Grand Tours of Scotland’s Lochs – BBC1, Wednesday, 7.30pm
The permanently be-hatted, neckerchief-swaddled, backpack-laden and always engaging Paul Murton returns for another informative Loch-side ramble. He begins his latest series on the beauteous Isle of Skye, with ancient myths and legends coursing through his mind. He sows a neatly sprawling tapestry of plundering Vikings, ancient Highland bagpipe traditions, gruesome feuds and battles, and a beatific visitation from Donovan, who once owned three of the surrounding islands. Murton also touches upon the horrific story of the Hebridean slaves, that most extreme example of 18th century Scots being forced to leave their homes while under the governance of despicable land barons. I’m looking at you, Norman MacLeod.
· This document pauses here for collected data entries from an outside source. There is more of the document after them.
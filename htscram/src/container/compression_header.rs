//! The per-container compression header.

pub mod data_series_encodings;
pub mod encoding;
pub mod preservation_map;

use indexmap::IndexMap;

pub use self::{
    data_series_encodings::{DataSeries, DataSeriesEncodings},
    encoding::Encoding,
    preservation_map::{PreservationMap, SubstitutionMatrix, TagSets},
};
use super::block::ContentId;
use self::encoding::codec::ByteArray;

/// Encodings for tag values, keyed by tag block content ID.
///
/// Insertion order is preserved so serialization is deterministic.
pub(crate) type TagEncodings = IndexMap<ContentId, Encoding<ByteArray>>;

/// The per-container schema: preservation flags, the substitution matrix,
/// the tag dictionary, and the mapping from each data series and tag to an
/// encoding.
#[derive(Clone, Debug, Default, Eq, PartialEq)]
pub struct CompressionHeader {
    pub(crate) preservation_map: PreservationMap,
    pub(crate) data_series_encodings: DataSeriesEncodings,
    pub(crate) tag_encodings: TagEncodings,
}

impl CompressionHeader {
    pub(crate) fn new(
        preservation_map: PreservationMap,
        data_series_encodings: DataSeriesEncodings,
        tag_encodings: TagEncodings,
    ) -> Self {
        Self {
            preservation_map,
            data_series_encodings,
            tag_encodings,
        }
    }

    /// Returns the preservation map.
    pub fn preservation_map(&self) -> &PreservationMap {
        &self.preservation_map
    }

    /// Returns the data series encodings.
    pub fn data_series_encodings(&self) -> &DataSeriesEncodings {
        &self.data_series_encodings
    }

    pub(crate) fn tag_encodings(&self) -> &TagEncodings {
        &self.tag_encodings
    }
}
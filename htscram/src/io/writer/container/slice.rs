pub(crate) mod header;
mod records;

use std::collections::HashMap;

use self::records::Encoder;
use crate::{
    codecs::CompressorCache,
    container::{
        AlignmentContext, CompressionHeader,
        block::{Block, ContentId, ContentType},
        slice::{Header, Slice},
    },
    error::Result,
    record::{CramFlags, Record},
    strategy::CompressionMap,
};

/// Block content ID used for embedded reference sequences.
///
/// This cannot collide with a data series (1-30) or tag (24-bit) content ID.
pub(crate) const EMBEDDED_REFERENCE_CONTENT_ID: ContentId = i32::MAX;

const CORE_DATA_BLOCK_CONTENT_ID: ContentId = 0;

pub(crate) fn build_slice(
    compression_header: &CompressionHeader,
    compression_map: &CompressionMap,
    cache: &mut CompressorCache,
    alignment_context: AlignmentContext,
    record_counter: u64,
    reference_md5: Option<[u8; 16]>,
    embedded_reference: Option<Vec<u8>>,
    records: &mut [Record],
) -> Result<Slice> {
    set_mates(records);

    let (_, initial_alignment_start, _) = alignment_context.to_wire();

    let mut encoder = Encoder::new(
        compression_header,
        alignment_context.reference_context(),
        initial_alignment_start as i32,
    );

    for record in records.iter() {
        encoder.write_record(record)?;
    }

    let (core_data, external_data) = encoder.finish()?;

    let core_data_block = Block::compress(
        ContentType::CoreData,
        CORE_DATA_BLOCK_CONTENT_ID,
        compression_map.core_data_encoder(),
        cache,
        &core_data,
    )?;

    let mut external_data: Vec<_> = external_data
        .into_iter()
        .filter(|(_, buf)| !buf.is_empty())
        .collect();

    // Deterministic block order for stable output.
    external_data.sort_by_key(|(id, _)| *id);

    let mut external_blocks = external_data
        .into_iter()
        .map(|(block_content_id, buf)| {
            Block::compress(
                ContentType::ExternalData,
                block_content_id,
                compression_map.encoder_for(block_content_id),
                cache,
                &buf,
            )
        })
        .collect::<Result<Vec<_>>>()?;

    let mut embedded_reference_content_id = None;

    if let Some(bases) = embedded_reference {
        embedded_reference_content_id = Some(EMBEDDED_REFERENCE_CONTENT_ID);

        external_blocks.push(Block::compress(
            ContentType::ExternalData,
            EMBEDDED_REFERENCE_CONTENT_ID,
            None,
            cache,
            &bases,
        )?);
    }

    let mut block_content_ids = vec![CORE_DATA_BLOCK_CONTENT_ID];
    block_content_ids.extend(external_blocks.iter().map(|block| block.content_id()));

    let header = Header {
        alignment_context,
        record_count: records.len(),
        record_counter,
        block_count: 1 + external_blocks.len(),
        block_content_ids,
        embedded_reference_content_id,
        // Embedded references are the reference, so no digest is needed.
        reference_md5,
        optional_tags: Vec::new(),
    };

    Ok(Slice::new(header, core_data_block, external_blocks))
}

/// Links mates within the slice.
///
/// Walking backwards, the first fragment seen for a template name becomes
/// the downstream mate of the next one seen; anything unpaired within the
/// slice is marked detached and carries its own mate fields.
fn set_mates(records: &mut [Record]) {
    let mut indices: HashMap<Vec<u8>, usize> = HashMap::new();

    for i in (0..records.len()).rev() {
        let record = &mut records[i];
        let bam_flags = record.bam_flags;

        if bam_flags.is_segmented() && !bam_flags.is_secondary() {
            let Some(name) = record.name.as_ref().map(|name| name.to_vec()) else {
                set_detached(record);
                continue;
            };

            if let Some(j) = indices.insert(name, i) {
                let (left, right) = records.split_at_mut(i + 1);

                let record = &mut left[i];
                let mate = &mut right[j - i - 1];

                record.mate_distance = Some(j - i - 1);
                record.next_mate_index = Some(j);
                record.cram_flags.insert(CramFlags::HAS_MATE_DOWNSTREAM);
                record.cram_flags.remove(CramFlags::DETACHED);
                mate.cram_flags.remove(CramFlags::DETACHED);
            } else {
                set_detached(record);
            }
        } else {
            set_detached(record);
        }
    }
}

fn set_detached(record: &mut Record) {
    record.cram_flags.insert(CramFlags::DETACHED);
}

#[cfg(test)]
mod tests {
    use bstr::BString;

    use super::*;
    use crate::record::Flags;

    fn segmented(name: &str) -> Record {
        Record {
            bam_flags: Flags::SEGMENTED,
            name: Some(BString::from(name)),
            ..Default::default()
        }
    }

    #[test]
    fn test_set_mates() {
        let mut records = vec![
            segmented("q1"),
            segmented("q2"),
            segmented("q1"),
            Record::default(),
        ];

        set_mates(&mut records);

        assert!(records[0].cram_flags().has_mate_downstream());
        assert!(!records[0].cram_flags().is_detached());
        assert_eq!(records[0].mate_distance(), Some(1));
        assert_eq!(records[0].next_mate_index, Some(2));

        assert!(records[1].cram_flags().is_detached());
        assert!(!records[2].cram_flags().is_detached());
        assert!(records[3].cram_flags().is_detached());
    }
}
Cornwall and Devon Walks with Julia Bradbury- ITV, Wednesday, 8pm
And those feet just keep on walking. This week, Bradbury’s never-ending hike takes her to a vineyard in Totness and a massive house in Dartmouth that once belonged to Agatha Christie. Yomping travelogues such as this have been parodied so often over the years – by Alan Partridge in particular – you would think they’d be dead in the water. But no, they march on undaunted, impervious to satire. What with this, Lumley’s programme and John Nettles’ preposterously narrated Channel 4 series, there can’t be a single square inch of Devon and Cornwall that hasn’t been explored on TV by now. Enough already. The logical next step: Gregg Wallace floating alone in the infinite depths of space.
Extraordinary Escapes with Sandi Toksvig – Channel 4, Wednesday, 9pm
I wish I was making this up for hilariously satirical effect, but here’s yet another cosy jaunt around the British Isles. If you happened to read last week’s column, then you may dimly recall the drill: each week, Toksvig and a famous female pal visit remote British locations and stay in unusual lodgings. Toksvig provides a few pertinent historical titbits. Sometimes they drink cocktails. There is literally nothing more to it than that. Her minibreak companion this time around is Jessica Hynes. An affable duo, they luxuriate in a lovingly restored 19th century windmill, an 18th century farmhouse located in the middle of a nature reserve, and a stylish glass-fronted beach house. So that’s nice, isn’t it?
Later…with Jools Holland – BBC 2, Friday, 10pm
It is time, once again, to visit Holland’s south London recording studio, as he returns with yet another lockdown series of this unstoppable live music show. His first guest of 2021 is the critically acclaimed singer-songwriter and poet Arlo Parks, who performs a track from her Collapsed in Sunbeams album while highlighting some of her musical influences via clips from the Later archive. Meanwhile, Kings of Leon perform some new material from their Nashville studio, and electro-punk duo Sleaford Mods provide a performance of their single, Mork n Mindy, which they describe as: “the sound of the central heating and the dying smells of Sunday dinner in a house on an estate in 1982.”